Download or read book Tracking of Multiple Maneuvering Targets Using Multiscan JPDA and IMM Filtering written by and published by . This book was released on 2003 with total page 0 pages. Available in PDF, EPUB and Kindle. Book excerpt: We consider the problem of tracking multiple maneuvering targets in the presence of clutter using switching multiple target motion models. A novel suboptimal filtering algorithm is developed by applying the basic interacting multiple model (IMM) approach and joint probability data association technique. But unlike the standard single scan joint probabilistic data association (JPDA) approach, we exploit a multiscan joint probabilistic data association (Mscan-JPDA) approach to solve the data association problem. The algorithm is illustrated via a simulation example involving training of three maneuvering targets and a multiscan data window of length two.

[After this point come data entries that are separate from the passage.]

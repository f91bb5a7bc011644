use std::path::PathBuf;

use clap::{Parser, Subcommand};
use foodgram_sdk::{config::Config, server};
use tracing_subscriber::{fmt, EnvFilter};

#[derive(Parser)]
#[command(name = "foodgram", version, about = "Recipe sharing backend")]
struct Cli {
    #[command(subcommand)]
    command: Option<Command>,
}

#[derive(Subcommand)]
enum Command {
    /// Run the HTTP API (the default)
    Serve,
    /// Load a JSON array of {name, measurement_unit} into the ingredient catalog
    ImportIngredients {
        path: PathBuf,
    },
}

#[tokio::main]
async fn main() -> anyhow::Result<()> {
    let filter = EnvFilter::try_from_default_env().unwrap_or_else(|_| EnvFilter::new("info"));
    fmt().with_env_filter(filter).init();

    let cli = Cli::parse();
    let config = Config::load()?;

    match cli.command.unwrap_or(Command::Serve) {
        Command::Serve => server::start_server(config).await?,
        Command::ImportIngredients { path } => {
            let inserted = server::import_ingredients_file(&config, &path).await?;
            log::info!("{inserted} new ingredients from {}", path.display());
        }
    }

    Ok(())
}
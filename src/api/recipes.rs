use serde_json::json;
use warp::{
    filters::BoxedFilter,
    http::{StatusCode, Uri},
    reject::Rejection,
    reply::Response,
    Filter, Reply,
};

use crate::{
    actions::{self, RecipeFilter},
    constants::SHOPPING_LIST_FILENAME,
    error::ApiError,
    form::{Form, FormData},
    jwt::SessionData,
    middleware::{with_possible_session, with_session},
    projection::RecipeMinified,
    schema::{Id, RecipeList},
    shopping_list::render,
    short_link::{self, ShortLink},
    validator::validate_recipe,
};

use super::{json_body, query_pairs, with_state, AppState};

pub fn routes(state: AppState) -> BoxedFilter<(Response,)> {
    let keys = state.keys.clone();

    let list = warp::path!("recipes")
        .and(warp::get())
        .and(with_possible_session(keys.clone()))
        .and(query_pairs())
        .and(with_state(state.clone()))
        .and_then(list_recipes);

    let create = warp::path!("recipes")
        .and(warp::post())
        .and(with_session(keys.clone()))
        .and(json_body())
        .and(with_state(state.clone()))
        .and_then(create_recipe);

    let download = warp::path!("recipes" / "download_shopping_cart")
        .and(warp::get())
        .and(with_session(keys.clone()))
        .and(with_state(state.clone()))
        .and_then(download_shopping_cart);

    let retrieve = warp::path!("recipes" / Id)
        .and(warp::get())
        .and(with_possible_session(keys.clone()))
        .and(with_state(state.clone()))
        .and_then(retrieve_recipe);

    let update = warp::path!("recipes" / Id)
        .and(warp::patch())
        .and(with_session(keys.clone()))
        .and(json_body())
        .and(with_state(state.clone()))
        .and_then(update_recipe);

    let delete = warp::path!("recipes" / Id)
        .and(warp::delete())
        .and(with_session(keys))
        .and(with_state(state.clone()))
        .and_then(delete_recipe);

    let get_link = warp::path!("recipes" / Id / "get-link")
        .and(warp::get())
        .and(with_state(state.clone()))
        .and_then(get_short_link);

    list.or(create)
        .unify()
        .or(download)
        .unify()
        .or(retrieve)
        .unify()
        .or(update)
        .unify()
        .or(delete)
        .unify()
        .or(get_link)
        .unify()
        .or(list_routes(&state, "favorite", RecipeList::Favorites))
        .unify()
        .or(list_routes(&state, "shopping_cart", RecipeList::ShoppingCart))
        .unify()
        .boxed()
}

fn list_routes(state: &AppState, segment: &'static str, list: RecipeList) -> BoxedFilter<(Response,)> {
    let path = warp::path("recipes")
        .and(warp::path::param::<Id>())
        .and(warp::path(segment))
        .and(warp::path::end());

    let add = path
        .clone()
        .and(warp::post())
        .and(with_session(state.keys.clone()))
        .and(with_state(state.clone()))
        .and_then(move |id, session, state| add_to_list(list, id, session, state));

    let remove = path
        .and(warp::delete())
        .and(with_session(state.keys.clone()))
        .and(with_state(state.clone()))
        .and_then(move |id, session, state| remove_from_list(list, id, session, state));

    add.or(remove).unify().boxed()
}

pub fn short_link_route(state: AppState) -> BoxedFilter<(Response,)> {
    warp::path!("s" / String)
        .and(warp::get())
        .and(with_state(state))
        .and_then(resolve_short_link)
        .boxed()
}

async fn list_recipes(
    session: Option<SessionData>,
    query: Vec<(String, String)>,
    state: AppState,
) -> Result<Response, Rejection> {
    let filter = RecipeFilter::from_pairs(query).map_err(ApiError::from)?;
    let viewer = session.map(|s| s.user_id);

    let recipes = actions::fetch_recipes(&filter, viewer, &state.pool).await?;
    let views = actions::recipe_views(recipes, viewer, &state.pool).await?;

    Ok(warp::reply::json(&views).into_response())
}

async fn create_recipe(session: SessionData, data: FormData, state: AppState) -> Result<Response, Rejection> {
    let form = Form::from_data(data);
    let context = actions::validation_context(&form, None, &state.pool).await?;
    let draft = validate_recipe(&form, &context, None).map_err(ApiError::from)?;

    let id = actions::create_recipe(session.user_id, &draft, &state.pool).await?;
    let view = actions::recipe_view(id, Some(session.user_id), &state.pool).await?;

    Ok(warp::reply::with_status(warp::reply::json(&view), StatusCode::CREATED).into_response())
}

async fn retrieve_recipe(id: Id, session: Option<SessionData>, state: AppState) -> Result<Response, Rejection> {
    let view = actions::recipe_view(id, session.map(|s| s.user_id), &state.pool).await?;

    Ok(warp::reply::json(&view).into_response())
}

async fn update_recipe(
    id: Id,
    session: SessionData,
    data: FormData,
    state: AppState,
) -> Result<Response, Rejection> {
    let recipe = actions::get_recipe_mut(id, &session, &state.pool).await?;

    let form = Form::from_data(data);
    let context = actions::validation_context(&form, Some(id), &state.pool).await?;
    let draft = validate_recipe(&form, &context, Some(&recipe)).map_err(ApiError::from)?;

    actions::update_recipe(id, &draft, &state.pool).await?;
    let view = actions::recipe_view(id, Some(session.user_id), &state.pool).await?;

    Ok(warp::reply::json(&view).into_response())
}

async fn delete_recipe(id: Id, session: SessionData, state: AppState) -> Result<Response, Rejection> {
    actions::get_recipe_mut(id, &session, &state.pool).await?;
    actions::delete_recipe(id, &state.pool).await?;

    Ok(StatusCode::NO_CONTENT.into_response())
}

async fn add_to_list(
    list: RecipeList,
    id: Id,
    session: SessionData,
    state: AppState,
) -> Result<Response, Rejection> {
    let recipe = actions::add_to_list(list, id, session.user_id, &state.pool).await?;

    Ok(warp::reply::with_status(
        warp::reply::json(&RecipeMinified::from(&recipe)),
        StatusCode::CREATED,
    )
    .into_response())
}

async fn remove_from_list(
    list: RecipeList,
    id: Id,
    session: SessionData,
    state: AppState,
) -> Result<Response, Rejection> {
    actions::remove_from_list(list, id, session.user_id, &state.pool).await?;

    Ok(StatusCode::NO_CONTENT.into_response())
}

async fn download_shopping_cart(session: SessionData, state: AppState) -> Result<Response, Rejection> {
    let lines = actions::shopping_list(session.user_id, &state.pool).await?;

    Ok(warp::reply::with_header(
        render(&lines),
        "content-disposition",
        format!("attachment; filename=\"{SHOPPING_LIST_FILENAME}\""),
    )
    .into_response())
}

async fn get_short_link(id: Id, state: AppState) -> Result<Response, Rejection> {
    if actions::get_recipe(id, &state.pool).await?.is_none() {
        return Err(ApiError::not_found("Recipe").into());
    }

    let url = ShortLink::encode(id)
        .map_err(|e| ApiError::Internal(e.to_string()))?
        .url(&state.base_url);

    Ok(warp::reply::json(&json!({ "short-link": url })).into_response())
}

async fn resolve_short_link(code: String, state: AppState) -> Result<Response, Rejection> {
    let id = short_link::decode(&code).map_err(|e| {
        log::debug!("Rejected short link {code:?}: {e}");
        ApiError::not_found("Short link")
    })?;

    if actions::get_recipe(id, &state.pool).await?.is_none() {
        return Err(ApiError::not_found("Recipe").into());
    }

    let location: Uri = format!("/recipes/{id}")
        .parse()
        .map_err(|e| ApiError::Internal(format!("Invalid redirect target: {e}")))?;

    Ok(warp::redirect::found(location).into_response())
}
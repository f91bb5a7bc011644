use std::collections::HashSet;

use crate::{
    error::{ApiError, QueryError},
    schema::{Id, LinkedRecipeTag, Tag},
};

use sqlx::{PgConnection, Pool, Postgres, QueryBuilder};

pub async fn list_tags(pool: &Pool<Postgres>) -> Result<Vec<Tag>, ApiError> {
    let list: Vec<Tag> = sqlx::query_as("SELECT * FROM tags ORDER BY id")
        .fetch_all(pool)
        .await
        .map_err(QueryError::from)?;

    Ok(list)
}

pub async fn get_tag(id: Id, pool: &Pool<Postgres>) -> Result<Option<Tag>, ApiError> {
    let tag: Option<Tag> = sqlx::query_as("SELECT * FROM tags WHERE id = $1")
        .bind(id)
        .fetch_optional(pool)
        .await
        .map_err(QueryError::from)?;

    Ok(tag)
}

pub async fn known_tag_ids(ids: &[Id], pool: &Pool<Postgres>) -> Result<HashSet<Id>, ApiError> {
    if ids.is_empty() {
        return Ok(HashSet::new());
    }

    let rows: Vec<(Id,)> = sqlx::query_as("SELECT id FROM tags WHERE id = ANY($1)")
        .bind(ids)
        .fetch_all(pool)
        .await
        .map_err(QueryError::from)?;

    Ok(rows.into_iter().map(|r| r.0).collect())
}

pub async fn list_recipe_tags(
    recipe_ids: &[Id],
    pool: &Pool<Postgres>,
) -> Result<Vec<LinkedRecipeTag>, ApiError> {
    if recipe_ids.is_empty() {
        return Ok(vec![]);
    }

    let list: Vec<LinkedRecipeTag> = sqlx::query_as(
        "
        SELECT rt.recipe_id, t.id, t.name, t.slug
        FROM recipe_tags rt
        JOIN tags t ON t.id = rt.tag_id
        WHERE rt.recipe_id = ANY($1)
        ORDER BY t.id
    ",
    )
    .bind(recipe_ids)
    .fetch_all(pool)
    .await
    .map_err(QueryError::from)?;

    Ok(list)
}

pub async fn replace_recipe_tags(
    recipe_id: Id,
    tags: &[Id],
    conn: &mut PgConnection,
) -> Result<(), ApiError> {
    sqlx::query("DELETE FROM recipe_tags WHERE recipe_id = $1")
        .bind(recipe_id)
        .execute(&mut *conn)
        .await
        .map_err(QueryError::from)?;

    if tags.is_empty() {
        return Ok(());
    }

    let mut query_builder: QueryBuilder<Postgres> =
        QueryBuilder::new("INSERT INTO recipe_tags (recipe_id, tag_id) ");

    query_builder.push_values(tags.iter().take(65535 / 2), |mut b, tag_id| {
        b.push_bind(recipe_id).push_bind(*tag_id);
    });

    query_builder
        .build()
        .execute(&mut *conn)
        .await
        .map_err(QueryError::from)?;

    Ok(())
}
use std::convert::Infallible;

use serde_json::json;
use warp::{
    body::BodyDeserializeError,
    http::StatusCode,
    reject::{
        InvalidHeader, InvalidQuery, LengthRequired, MethodNotAllowed, PayloadTooLarge, Rejection,
        UnsupportedMediaType,
    },
    reply::Response,
    Reply,
};

use crate::error::ApiError;

fn reply(body: &serde_json::Value, status: StatusCode) -> Response {
    warp::reply::with_status(warp::reply::json(body), status).into_response()
}

fn detail(message: impl Into<String>, status: StatusCode) -> Response {
    reply(&json!({ "detail": message.into() }), status)
}

pub async fn handle_rejection(err: Rejection) -> Result<Response, Infallible> {
    if let Some(e) = err.find::<ApiError>() {
        match e {
            ApiError::Internal(info) => log::error!("Request failed: {info}"),
            ApiError::Validation(errors) => log::debug!("Rejected payload: {errors}"),
            e => log::debug!("Rejected request: {e}"),
        }
        return Ok(reply(&e.body(), e.status()));
    }

    if let Some(e) = err.find::<BodyDeserializeError>() {
        return Ok(detail(format!("Malformed request body: {e}"), StatusCode::BAD_REQUEST));
    }
    if let Some(e) = err.find::<InvalidQuery>() {
        return Ok(detail(format!("Malformed query string: {e}"), StatusCode::BAD_REQUEST));
    }
    if let Some(e) = err.find::<InvalidHeader>() {
        return Ok(detail(format!("{e}"), StatusCode::BAD_REQUEST));
    }
    if err.find::<PayloadTooLarge>().is_some() {
        return Ok(detail("Request body is too large", StatusCode::PAYLOAD_TOO_LARGE));
    }
    if err.find::<LengthRequired>().is_some() {
        return Ok(detail("Content-Length header is required", StatusCode::LENGTH_REQUIRED));
    }
    if err.find::<UnsupportedMediaType>().is_some() {
        return Ok(detail(
            "Expected an application/json body",
            StatusCode::UNSUPPORTED_MEDIA_TYPE,
        ));
    }
    if err.find::<MethodNotAllowed>().is_some() {
        return Ok(detail("Method not allowed", StatusCode::METHOD_NOT_ALLOWED));
    }
    if err.is_not_found() {
        return Ok(detail("Not found", StatusCode::NOT_FOUND));
    }

    log::error!("Unhandled rejection: {err:?}");
    Ok(detail("Internal server error", StatusCode::INTERNAL_SERVER_ERROR))
}
use std::collections::HashSet;

use crate::{
    error::{ApiError, QueryError},
    schema::{CartLine, Id, Recipe, RecipeList},
    shopping_list::aggregate,
};

use sqlx::{Pool, Postgres};

use super::get_recipe;

pub async fn add_to_list(
    list: RecipeList,
    recipe_id: Id,
    user_id: Id,
    pool: &Pool<Postgres>,
) -> Result<Recipe, ApiError> {
    let recipe = get_recipe(recipe_id, pool)
        .await?
        .ok_or_else(|| ApiError::not_found("Recipe"))?;

    let result = sqlx::query(&format!(
        "INSERT INTO {} (user_id, recipe_id) VALUES ($1, $2) ON CONFLICT DO NOTHING",
        list.table()
    ))
    .bind(user_id)
    .bind(recipe_id)
    .execute(pool)
    .await
    .map_err(QueryError::from)?;

    if result.rows_affected() == 0 {
        log::debug!("Recipe {recipe_id} already in {} of user {user_id}", list.label());
        return Err(ApiError::Conflict(format!(
            "Recipe is already in {}",
            list.label()
        )));
    }

    Ok(recipe)
}

pub async fn remove_from_list(
    list: RecipeList,
    recipe_id: Id,
    user_id: Id,
    pool: &Pool<Postgres>,
) -> Result<(), ApiError> {
    if get_recipe(recipe_id, pool).await?.is_none() {
        return Err(ApiError::not_found("Recipe"));
    }

    let result = sqlx::query(&format!(
        "DELETE FROM {} WHERE user_id = $1 AND recipe_id = $2",
        list.table()
    ))
    .bind(user_id)
    .bind(recipe_id)
    .execute(pool)
    .await
    .map_err(QueryError::from)?;

    if result.rows_affected() == 0 {
        return Err(ApiError::BadRequest(format!(
            "Recipe is not in {}",
            list.label()
        )));
    }

    Ok(())
}

pub async fn list_membership(
    user_id: Id,
    list: RecipeList,
    pool: &Pool<Postgres>,
) -> Result<HashSet<Id>, ApiError> {
    let rows: Vec<(Id,)> = sqlx::query_as(&format!(
        "SELECT recipe_id FROM {} WHERE user_id = $1",
        list.table()
    ))
    .bind(user_id)
    .fetch_all(pool)
    .await
    .map_err(QueryError::from)?;

    Ok(rows.into_iter().map(|r| r.0).collect())
}

async fn cart_size(user_id: Id, pool: &Pool<Postgres>) -> Result<i64, ApiError> {
    let row: (i64,) = sqlx::query_as("SELECT COUNT(*) FROM shopping_cart WHERE user_id = $1")
        .bind(user_id)
        .fetch_one(pool)
        .await
        .map_err(QueryError::from)?;

    Ok(row.0)
}

pub async fn fetch_cart_lines(user_id: Id, pool: &Pool<Postgres>) -> Result<Vec<CartLine>, ApiError> {
    let lines: Vec<CartLine> = sqlx::query_as(
        "
        SELECT i.name, i.measurement_unit, ri.amount::BIGINT AS amount
        FROM shopping_cart c
        JOIN recipe_ingredients ri ON ri.recipe_id = c.recipe_id
        JOIN ingredients i ON i.id = ri.ingredient_id
        WHERE c.user_id = $1
        ORDER BY c.id, ri.id
    ",
    )
    .bind(user_id)
    .fetch_all(pool)
    .await
    .map_err(QueryError::from)?;

    Ok(lines)
}

/// Aggregated totals for the user's cart. An empty cart is an error.
pub async fn shopping_list(user_id: Id, pool: &Pool<Postgres>) -> Result<Vec<CartLine>, ApiError> {
    if cart_size(user_id, pool).await? == 0 {
        return Err(ApiError::EmptyCart);
    }

    let lines = fetch_cart_lines(user_id, pool).await?;

    Ok(aggregate(lines))
}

Book Tracking of Multiple Maneuvering Targets in Clutter Using Multiple Sensors  IMM and JPDA Coupled Filtering

Download or read book Tracking of Multiple Maneuvering Targets in Clutter Using Multiple Sensors IMM and JPDA Coupled Filtering written by and published by . This book was released on 2003 with total page 0 pages. Available in PDF, EPUB and Kindle. Book excerpt: We consider the problem of tracking multiple maneuvering targets in clutter using switching multiple target motion models. A novel suboptimal filtering algorithm is developed by applying the basic interacting multiple model (IMM) approach, the joint probabilistic data association (JPDA) technique and coupled target state estimation to a Markovian switching system. The algorithm is illustrated via a simulation example involving tracking of two highly maneuvering, at times closely spaced, targets.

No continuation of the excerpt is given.